There is a shuttle from The Heartbreak Hotel to Beale Street. Beale St. is the heart of old Memphis. It is on this street that you will find the old Sun Records where Elvis recorded his first record (That’s all right). The street also has some of the best restaurants, bars, and jazz clubs. THE place to go for Memphis barbecue is Rendezvous. The restaurant was started by Charlie Vergos in 1948 and has thus hosted Elvis and anyone else that came to Memphis. If you try their ribs, and you must, you will likely be taking advantage of their quick shipping options, once you return home. After filling up on ribs, head on over to B.B. King’s Blues Club or one of the many others, and enjoy some authentic Memphis blues. If the smoke starts to get to you, there are horse and buggy carts that will give you a ride around historic Memphis.
The next morning we made sure to be out before the crowds to get some good pictures of the gates to Graceland, sans other tourists. Across Elvis Presley Blvd. from Graceland is the tour complex that includes museums, stores, restaurants, and theaters. Amongst the museums are a collection of some of Elvis’ cars and his private plane, a Convair 880 christened the Lisa Marie. Elvis had the same team that outfitted Air Force One refurbish his plane. It even has a queen sized bed with goldplated seatbelt handles.
The house is not as large as one might imagine. There is a special feeling once one enters the house. The decor is exactly as it was when Elvis lived there. In reality it doesn’t look as goofy as it sounds. The jungle room, for example, looks pretty comfortable. Except for the cordons preventing tourists from sitting on the furniture, one could believe that Elvis was on tour and could come walking in with his entourage, at any minute. The tour does not go upstairs. That is still considered private and sometimes used by the family.
After working through the house and the office where Elvis’ father, Vernon, worked, there is the “trophy rooms”. There is the racquetball court that is floor to ceiling gold and platinum records. There are glass cases with famous Elvis costumes, such as the black leather from the 68 Special, the boxing robe from Kid Galahad, and a paisley shirt that looks almost exactly like a Robert Graham shirt that I own. There is also a large frame containing a sample of the checks Elvis wrote to local Memphis charities, in one month.
At the end of the tour is the garden. After stepping outside of the house I looked out at the open field and saw Elvis’ horses.

The view I had reminded me of footage I had scene in an Elvis documentary of him riding in the yard. We then walked around to the meditation garden that includes the gravesites of Elvis and his parents. As crowded as it was, there was respectful silence here. Fresh flowers, from around the world, arrive here daily.

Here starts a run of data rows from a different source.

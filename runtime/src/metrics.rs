//! Prometheus metrics for observability and monitoring.
//!
//! This module owns the exporter and the metrics recorded by the runtime
//! itself:
//! - Table writes performed by a `Store`
//! - Time spent waiting for a table's write lock
//!
//! Domain metrics are described by the application and registered through
//! [`MetricsServer::with_descriptions`].
//!
//! # Example
//!
//! ```rust,no_run
//! use bloodbridge_runtime::metrics::MetricsServer;
//!
//! # async fn example() -> Result<(), Box<dyn std::error::Error>> {
//! // Start metrics server on port 9090
//! let mut server = MetricsServer::new("0.0.0.0:9090".parse()?);
//! server.start()?;
//!
//! // Metrics available at http://localhost:9090/metrics
//! # Ok(())
//! # }
//! ```

use bloodbridge_core::record_store::Table;
use metrics::{counter, describe_counter, describe_histogram, histogram};
use metrics_exporter_prometheus::{Matcher, PrometheusBuilder};
use std::net::SocketAddr;
use std::time::Duration;
use thiserror::Error;

/// Errors from metrics operations.
#[derive(Error, Debug)]
pub enum MetricsError {
    /// Failed to build metrics exporter
    #[error("Failed to build metrics exporter: {0}")]
    Build(String),
    /// Failed to install metrics exporter
    #[error("Failed to install metrics exporter: {0}")]
    Install(String),
}

/// Prometheus metrics server.
///
/// Exposes metrics on an HTTP endpoint for Prometheus scraping.
pub struct MetricsServer {
    addr: SocketAddr,
    descriptions: Vec<fn()>,
    started: bool,
}

impl MetricsServer {
    /// Create a new metrics server.
    ///
    /// # Arguments
    ///
    /// * `addr` - Socket address to bind to (e.g., `0.0.0.0:9090`)
    #[must_use]
    pub fn new(addr: SocketAddr) -> Self {
        Self {
            addr,
            descriptions: Vec::new(),
            started: false,
        }
    }

    /// Register an additional set of metric descriptions, run on `start`.
    #[must_use]
    pub fn with_descriptions(mut self, describe: fn()) -> Self {
        self.descriptions.push(describe);
        self
    }

    /// Address the exporter listens on.
    #[must_use]
    pub const fn addr(&self) -> SocketAddr {
        self.addr
    }

    /// Whether `start` installed the exporter.
    #[must_use]
    pub const fn is_started(&self) -> bool {
        self.started
    }

    /// Install the Prometheus recorder and start its HTTP listener.
    ///
    /// Must be called from within a Tokio runtime.
    ///
    /// # Errors
    ///
    /// Returns error if the exporter cannot be built or installed. A recorder
    /// that is already installed is reported as a warning, not an error.
    pub fn start(&mut self) -> Result<(), MetricsError> {
        register_metrics();
        for describe in &self.descriptions {
            describe();
        }

        let builder = PrometheusBuilder::new()
            .with_http_listener(self.addr)
            // Latency buckets, seconds
            .set_buckets_for_metric(
                Matcher::Suffix("duration_seconds".to_string()),
                &[
                    0.0001, 0.0005, 0.001, 0.005, 0.01, 0.025, 0.05, 0.1, 0.25, 0.5, 1.0,
                ],
            )
            .map_err(|e| MetricsError::Build(e.to_string()))?;

        match builder.install() {
            Ok(()) => {
                self.started = true;
                tracing::info!(
                    addr = %self.addr,
                    "Metrics server started - available at http://{}/metrics",
                    self.addr
                );
                Ok(())
            },
            Err(e) => {
                let err_msg = e.to_string();
                if err_msg.contains("already initialized") {
                    tracing::warn!("Metrics recorder already initialized, skipping re-initialization");
                    Ok(())
                } else {
                    Err(MetricsError::Install(err_msg))
                }
            },
        }
    }
}

/// Register runtime metric descriptions.
fn register_metrics() {
    describe_counter!(
        "bloodbridge_store_writes_total",
        "Total number of whole-table saves, by table"
    );
    describe_histogram!(
        "bloodbridge_store_lock_wait_duration_seconds",
        "Time spent waiting for a table's write lock"
    );
}

/// Store metrics recorder.
pub struct StoreMetrics;

impl StoreMetrics {
    /// Record a whole-table save.
    pub fn record_write(table: Table) {
        counter!("bloodbridge_store_writes_total", "table" => table.name()).increment(1);
    }

    /// Record how long a writer waited for the table lock.
    pub fn record_lock_wait(table: Table, waited: Duration) {
        histogram!("bloodbridge_store_lock_wait_duration_seconds", "table" => table.name())
            .record(waited.as_secs_f64());
    }
}
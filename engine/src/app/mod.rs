//! Service facade and read models.
//!
//! [`BloodBridge`] is the single entry point the outer surfaces (HTTP, CLI,
//! the sweeper) call into.

pub mod services;
pub mod views;

pub use services::{BloodBridge, BloodBridgeBuilder, DEFAULT_BASE_URL, LifecycleOutcome};
pub use views::{AdminStats, DonorDashboard, Export, HospitalDashboard, ResponsesView};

We returned to the main complex for lunch. At the 50s style diner they serve some of the recipes that Elvis was known to enjoy, including the infamous fried peanut butter and banana sandwich. It is a damn fine sandwich. We then toured the car museum, which is a car lover’s dream and houses many cars, including an authentic pink Cadillac.
As I mentioned, earlier, we were on a schedule so we had to be on the road in the afternoon. That meant we did not get to make a sidetrip to Tupelo. Tupelo, about an hour and a half from Memphis, is the birthplace of Elvis Presley. The shack that Elvis’ father built and in which Elvis was born is still there and there is a self-guided driving tour to point out Elvis landmarks in the town.
Elvis absolutely loved Christmas. At Christmas, Graceland is fully decorated for the season. I would love to return and see that.
My girlfriend actually visited Graceland a few months before I did. She was returning, with her father, from a reunion in West Virginia. Although she likes Elvis’ music, she had never really thought of herself as a fan and had never thought of going to Graceland – they just happened to be passing through and figured, why not. When she got home and described the trip, it was obvious that Graceland had had an impact on her. It is a special place. Everyone should go, at least once.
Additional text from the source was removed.